> **Data supplied**:
use super::model::{Dataset, PassengerRecord};
use super::stats::mean;

// ---------------------------------------------------------------------------
// MetricsSnapshot – the four KPI scalars of a filtered view
// ---------------------------------------------------------------------------

/// Summary statistics over a filtered view. Every field is 0 for an empty view.
#[derive(Debug, Clone, Copy, PartialEq, Default)]
pub struct MetricsSnapshot {
    pub total_count: usize,
    /// Percentage of survivors, in `[0, 100]`.
    pub survival_rate: f64,
    pub avg_age: f64,
    pub avg_fare: f64,
}

impl MetricsSnapshot {
    /// Compute the snapshot for the records at `indices`.
    ///
    /// Absent ages and fares are skipped: they count neither towards the sum
    /// nor the denominator of their mean.
    pub fn from_view(dataset: &Dataset, indices: &[usize]) -> Self {
        let total_count = indices.len();
        if total_count == 0 {
            return Self::default();
        }

        let rows: Vec<&PassengerRecord> = indices.iter().map(|&i| &dataset.records[i]).collect();
        let survivors = rows.iter().filter(|r| r.survived).count();

        MetricsSnapshot {
            total_count,
            survival_rate: survivors as f64 / total_count as f64 * 100.0,
            avg_age: mean_present(rows.iter().map(|r| r.age)),
            avg_fare: mean_present(rows.iter().map(|r| r.fare)),
        }
    }
}

/// Mean over the `Some` values, 0 when there are none.
fn mean_present(values: impl Iterator<Item = Option<f64>>) -> f64 {
    let present: Vec<f64> = values.flatten().collect();
    mean(&present)
}
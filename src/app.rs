use eframe::egui::{self, RichText, ScrollArea, Ui};

use crate::color::HuePalette;
use crate::data::render::RenderOutput;
use crate::state::{AppState, Tab};
use crate::ui::{panels, plot, table};

// ---------------------------------------------------------------------------
// eframe App implementation
// ---------------------------------------------------------------------------

pub struct TitanicApp {
    pub state: AppState,
}

impl TitanicApp {
    /// Start with the configured data file; a load failure only sets the status line.
    pub fn new(config: &crate::config::Config) -> Self {
        let mut state = AppState::default();
        state.open(&config.data);
        Self { state }
    }
}

impl eframe::App for TitanicApp {
    fn update(&mut self, ctx: &egui::Context, _frame: &mut eframe::Frame) {
        // ---- Top panel: menu bar ----
        egui::TopBottomPanel::top("top_bar").show(ctx, |ui| {
            panels::top_bar(ui, &mut self.state);
        });

        // ---- Left side panel: filters ----
        egui::SidePanel::left("filter_panel")
            .default_width(220.0)
            .resizable(true)
            .show(ctx, |ui| {
                panels::side_panel(ui, &mut self.state);
            });

        // ---- Central panel: KPIs and charts ----
        egui::CentralPanel::default().show(ctx, |ui| {
            ui.heading("Titanic Survival Prediction Analysis");
            ui.separator();

            let AppState {
                view,
                dataset,
                active_tab,
                ..
            } = &mut self.state;
            let Some(view) = view.as_ref() else {
                ui.centered_and_justified(|ui: &mut Ui| {
                    ui.heading("Open a passenger file to begin  (File → Open…)");
                });
                return;
            };

            panels::kpi_row(ui, &view.metrics);
            ui.separator();

            ui.horizontal(|ui: &mut Ui| {
                for tab in Tab::ALL {
                    ui.selectable_value(active_tab, tab, tab.title());
                }
            });
            ui.separator();

            ScrollArea::vertical()
                .auto_shrink([false, false])
                .show(ui, |ui: &mut Ui| match *active_tab {
                    Tab::Survival => survival_tab(ui, view),
                    Tab::ClassEconomics => class_tab(ui, view),
                    Tab::Family => family_tab(ui, view),
                    Tab::Passengers => {
                        if let Some(ds) = dataset {
                            table::passenger_table(ui, ds, &view.visible);
                        }
                    }
                });
        });
    }
}

fn chart_title(ui: &mut Ui, title: &str) {
    ui.label(RichText::new(title).strong().size(16.0));
}

fn survival_tab(ui: &mut Ui, view: &RenderOutput) {
    ui.heading("Survival Analysis");
    ui.columns(2, |cols: &mut [Ui]| {
        chart_title(&mut cols[0], "Survival by Gender");
        plot::count_chart(&mut cols[0], "by_sex", &view.charts.by_sex, HuePalette::DiedSurvived);

        chart_title(&mut cols[1], "Survival by Embarkation");
        plot::count_chart(
            &mut cols[1],
            "by_embarkation",
            &view.charts.by_embarkation,
            HuePalette::Viridis,
        );
    });
}

fn class_tab(ui: &mut Ui, view: &RenderOutput) {
    ui.heading("Socioeconomic Factors");
    ui.columns(2, |cols: &mut [Ui]| {
        chart_title(&mut cols[0], "Survival by Passenger Class");
        plot::count_chart(&mut cols[0], "by_class", &view.charts.by_class, HuePalette::Viridis);

        chart_title(&mut cols[1], "Fare Distribution");
        plot::fare_chart(&mut cols[1], &view.charts.fare);
    });
}

fn family_tab(ui: &mut Ui, view: &RenderOutput) {
    ui.heading("Family Size Impact");
    ui.label("Distribution of family_size among passengers who died and who survived.");
    plot::family_chart(ui, &view.charts.family);
}
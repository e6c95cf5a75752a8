use std::io::Read;
use std::path::Path;
use std::sync::Arc;

use anyhow::{Context, Result};
use arrow::array::{Array, Float64Array, Int64Array, StringArray};
use arrow::compute::cast;
use arrow::datatypes::DataType;
use arrow::record_batch::RecordBatch;
use bytes::Bytes;
use parquet::arrow::arrow_reader::ParquetRecordBatchReaderBuilder;

use super::error::DataError;
use super::model::{Dataset, PassengerRecord, REQUIRED_COLUMNS};

// ---------------------------------------------------------------------------
// Public entry-point
// ---------------------------------------------------------------------------

/// Load a passenger dataset from a file.  Dispatch by extension.
///
/// Supported formats:
/// * `.csv`     – header row `sex,pclass,embark_town,age,fare,family_size,survived`
/// * `.json`    – `[{ "sex": "male", "pclass": 3, ... }, ...]`
/// * `.parquet` – one column per field, as written by `df.to_parquet()`
pub fn load_file(path: &Path) -> Result<Dataset> {
    let bytes = std::fs::read(path).map_err(|source| DataError::Unreadable {
        path: path.to_path_buf(),
        source,
    })?;
    load_bytes(path, bytes)
}

/// Parse the already read content of `path`, choosing the format by the
/// path's extension. The file itself is not opened again.
pub fn load_bytes(path: &Path, bytes: Vec<u8>) -> Result<Dataset> {
    let ext = path
        .extension()
        .and_then(|e| e.to_str())
        .unwrap_or("")
        .to_ascii_lowercase();

    let dataset = match ext.as_str() {
        "csv" => read_csv(&bytes[..]),
        "json" => read_json(&bytes[..]),
        "parquet" | "pq" => read_parquet(Bytes::from(bytes)),
        other => Err(DataError::UnsupportedExtension(other.to_string()).into()),
    }
    .with_context(|| format!("loading {}", path.display()))?;

    log::info!("Loaded {} passengers from {}", dataset.len(), path.display());
    Ok(dataset)
}

// ---------------------------------------------------------------------------
// CSV loader
// ---------------------------------------------------------------------------

/// CSV layout: header row with at least the required column names, in any
/// order. Unknown columns are ignored; empty `age`, `fare` or `embark_town`
/// cells load as absent.
pub fn read_csv<R: Read>(reader: R) -> Result<Dataset> {
    let mut reader = csv::Reader::from_reader(reader);
    let headers = reader.headers().context("reading CSV headers")?.clone();

    for column in REQUIRED_COLUMNS {
        if !headers.iter().any(|h| h == column) {
            return Err(DataError::MissingColumn {
                source_kind: "CSV",
                column,
            }
            .into());
        }
    }

    let mut records = Vec::new();
    for (row_no, result) in reader.deserialize::<PassengerRecord>().enumerate() {
        let record = result.with_context(|| format!("CSV row {row_no}"))?;
        records.push(record);
    }

    Ok(Dataset::from_records(records))
}

// ---------------------------------------------------------------------------
// JSON loader
// ---------------------------------------------------------------------------

/// Expected JSON schema (records-oriented, `df.to_json(orient='records')`):
///
/// ```json
/// [
///   { "sex": "male", "pclass": 3, "embark_town": "Southampton",
///     "age": 22.0, "fare": 7.25, "family_size": 2, "survived": 0 },
///   ...
/// ]
/// ```
pub fn read_json<R: Read>(reader: R) -> Result<Dataset> {
    let records: Vec<PassengerRecord> =
        serde_json::from_reader(reader).context("parsing JSON passenger records")?;
    Ok(Dataset::from_records(records))
}

// ---------------------------------------------------------------------------
// Parquet loader
// ---------------------------------------------------------------------------

/// Parse in-memory Parquet content with one column per passenger field.
///
/// Integer, float and boolean physical types are accepted interchangeably
/// for the numeric columns; `embark_town`, `age` and `fare` may be null.
pub fn read_parquet(content: Bytes) -> Result<Dataset> {
    let builder =
        ParquetRecordBatchReaderBuilder::try_new(content).context("reading parquet metadata")?;
    let reader = builder.build().context("building parquet reader")?;

    let mut records = Vec::new();
    for batch_result in reader {
        let batch = batch_result.context("reading parquet record batch")?;
        let offset = records.len();
        records.extend(batch_records(&batch, offset)?);
    }

    Ok(Dataset::from_records(records))
}

fn batch_records(batch: &RecordBatch, offset: usize) -> Result<Vec<PassengerRecord>> {
    let sex = string_column(batch, "sex")?;
    let town = string_column(batch, "embark_town")?;
    let pclass = int_column(batch, "pclass")?;
    let family_size = int_column(batch, "family_size")?;
    let survived = int_column(batch, "survived")?;
    let age = float_column(batch, "age")?;
    let fare = float_column(batch, "fare")?;

    (0..batch.num_rows())
        .map(|row| -> Result<PassengerRecord> {
            let required_int = |arr: &Int64Array, column: &'static str| {
                if arr.is_null(row) {
                    Err(DataError::EmptyCell {
                        row: offset + row,
                        column,
                    })
                } else {
                    Ok(arr.value(row))
                }
            };
            if sex.is_null(row) {
                return Err(DataError::EmptyCell {
                    row: offset + row,
                    column: "sex",
                }
                .into());
            }
            Ok(PassengerRecord {
                sex: sex.value(row).to_string(),
                pclass: required_int(&pclass, "pclass")?,
                embark_town: (!town.is_null(row)).then(|| town.value(row).to_string()),
                age: (!age.is_null(row)).then(|| age.value(row)),
                fare: (!fare.is_null(row)).then(|| fare.value(row)),
                family_size: required_int(&family_size, "family_size")?,
                survived: required_int(&survived, "survived")? != 0,
            })
        })
        .collect()
}

// -- Parquet / Arrow helpers --

/// Fetch a column by name and cast it to `target`.
fn typed_column(
    batch: &RecordBatch,
    column: &'static str,
    target: &DataType,
) -> Result<Arc<dyn Array>> {
    let idx = batch
        .schema()
        .index_of(column)
        .map_err(|_| DataError::MissingColumn {
            source_kind: "Parquet file",
            column,
        })?;
    let array = batch.column(idx);
    cast(array, target).map_err(|_| {
        DataError::ColumnType {
            column,
            found: format!("{:?}", array.data_type()),
        }
        .into()
    })
}

fn string_column(batch: &RecordBatch, column: &'static str) -> Result<StringArray> {
    let array = typed_column(batch, column, &DataType::Utf8)?;
    array
        .as_any()
        .downcast_ref::<StringArray>()
        .cloned()
        .with_context(|| format!("expected string column '{column}'"))
}

fn int_column(batch: &RecordBatch, column: &'static str) -> Result<Int64Array> {
    let array = typed_column(batch, column, &DataType::Int64)?;
    array
        .as_any()
        .downcast_ref::<Int64Array>()
        .cloned()
        .with_context(|| format!("expected integer column '{column}'"))
}

fn float_column(batch: &RecordBatch, column: &'static str) -> Result<Float64Array> {
    let array = typed_column(batch, column, &DataType::Float64)?;
    array
        .as_any()
        .downcast_ref::<Float64Array>()
        .cloned()
        .with_context(|| format!("expected float column '{column}'"))
}

#[cfg(test)]
mod tests {
    use super::*;
    use crate::data::model::{CategoryValue, Column};

    const SAMPLE: &str = "\
sex,pclass,embark_town,age,fare,family_size,survived,who
male,3,Southampton,22.0,7.25,2,0,man
female,1,Cherbourg,38.0,71.2833,2,1,woman
female,3,,,7.925,1,1,woman
";

    #[test]
    fn csv_rows_and_absent_cells() {
        let ds = read_csv(SAMPLE.as_bytes()).expect("valid CSV");
        assert_eq!(ds.len(), 3);

        let third = &ds.records[2];
        assert_eq!(third.embark_town, None);
        assert_eq!(third.age, None);
        assert_eq!(third.fare, Some(7.925));
        assert!(third.survived);
        assert!(!ds.records[0].survived);

        assert!(ds.unique_values[&Column::EmbarkTown].contains(&CategoryValue::Missing));
    }

    #[test]
    fn csv_missing_column_is_reported() {
        let text = "sex,pclass,age,fare,family_size,survived\nmale,3,22,7.25,1,0\n";
        let err = read_csv(text.as_bytes()).unwrap_err();
        match err.downcast_ref::<DataError>() {
            Some(DataError::MissingColumn { column, .. }) => assert_eq!(*column, "embark_town"),
            other => panic!("unexpected error: {other:?}"),
        }
    }

    #[test]
    fn csv_malformed_number_fails() {
        let text = "sex,pclass,embark_town,age,fare,family_size,survived\nmale,three,Southampton,22,7.25,1,0\n";
        assert!(read_csv(text.as_bytes()).is_err());
    }

    #[test]
    fn json_records() {
        let text = r#"[
            {"sex": "male", "pclass": 1, "embark_town": "Southampton",
             "age": null, "fare": 30.0, "family_size": 1, "survived": 1},
            {"sex": "female", "pclass": 2, "embark_town": null,
             "age": 4.0, "fare": 12.5, "family_size": 3, "survived": 0.0}
        ]"#;
        let ds = read_json(text.as_bytes()).expect("valid JSON");
        assert_eq!(ds.len(), 2);
        assert!(ds.records[0].survived);
        assert_eq!(ds.records[0].age, None);
        assert_eq!(ds.records[1].embark_town, None);
        assert!(!ds.records[1].survived);
    }

    #[test]
    fn bytes_are_parsed_by_extension() {
        let ds = load_bytes(Path::new("titanic.csv"), SAMPLE.as_bytes().to_vec()).expect("csv");
        assert_eq!(ds.len(), 3);
        assert!(load_bytes(Path::new("titanic.json"), SAMPLE.as_bytes().to_vec()).is_err());
    }

    #[test]
    fn unsupported_extension() {
        let err = load_bytes(Path::new("passengers.xlsx"), Vec::new()).unwrap_err();
        assert!(matches!(
            err.downcast_ref::<DataError>(),
            Some(DataError::UnsupportedExtension(ext)) if ext == "xlsx"
        ));
    }

    #[test]
    fn missing_file_is_fatal() {
        let err = load_file(Path::new("does/not/exist.csv")).unwrap_err();
        assert!(matches!(
            err.downcast_ref::<DataError>(),
            Some(DataError::Unreadable { .. })
        ));
    }

    #[test]
    fn csv_file_on_disk() {
        let dir = tempfile::tempdir().expect("tempdir");
        let path = dir.path().join("titanic.csv");
        std::fs::write(&path, SAMPLE).expect("write sample");
        let ds = load_file(&path).expect("load");
        assert_eq!(ds.len(), 3);
    }

    #[test]
    fn parquet_with_mixed_physical_types() {
        use arrow::array::{BooleanArray, Int32Array};
        use arrow::datatypes::{Field, Schema};
        use parquet::arrow::ArrowWriter;

        let schema = Arc::new(Schema::new(vec![
            Field::new("sex", DataType::Utf8, false),
            Field::new("pclass", DataType::Int32, false),
            Field::new("embark_town", DataType::Utf8, true),
            Field::new("age", DataType::Float64, true),
            Field::new("fare", DataType::Float64, true),
            Field::new("family_size", DataType::Int64, false),
            Field::new("survived", DataType::Boolean, false),
        ]));
        let columns: Vec<Arc<dyn Array>> = vec![
            Arc::new(StringArray::from(vec!["male", "female"])),
            Arc::new(Int32Array::from(vec![3, 1])),
            Arc::new(StringArray::from(vec![Some("Southampton"), None])),
            Arc::new(Float64Array::from(vec![None, Some(38.0)])),
            Arc::new(Float64Array::from(vec![Some(7.25), Some(71.28)])),
            Arc::new(Int64Array::from(vec![2, 1])),
            Arc::new(BooleanArray::from(vec![false, true])),
        ];
        let batch = RecordBatch::try_new(schema.clone(), columns).expect("batch");

        let dir = tempfile::tempdir().expect("tempdir");
        let path = dir.path().join("titanic.parquet");
        let file = std::fs::File::create(&path).expect("create");
        let mut writer = ArrowWriter::try_new(file, schema, None).expect("writer");
        writer.write(&batch).expect("write");
        writer.close().expect("close");

        let ds = load_file(&path).expect("load parquet");
        assert_eq!(ds.len(), 2);
        assert_eq!(ds.records[0].pclass, 3);
        assert_eq!(ds.records[0].age, None);
        assert!(!ds.records[0].survived);
        assert_eq!(ds.records[1].embark_town, None);
        assert!(ds.records[1].survived);
        assert_eq!(ds.records[1].fare, Some(71.28));
    }
}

> **What you are asked to do**: Looking at the entries above, say how many lines hold the word "join". Offer no other text.

> **Result for this task**: 2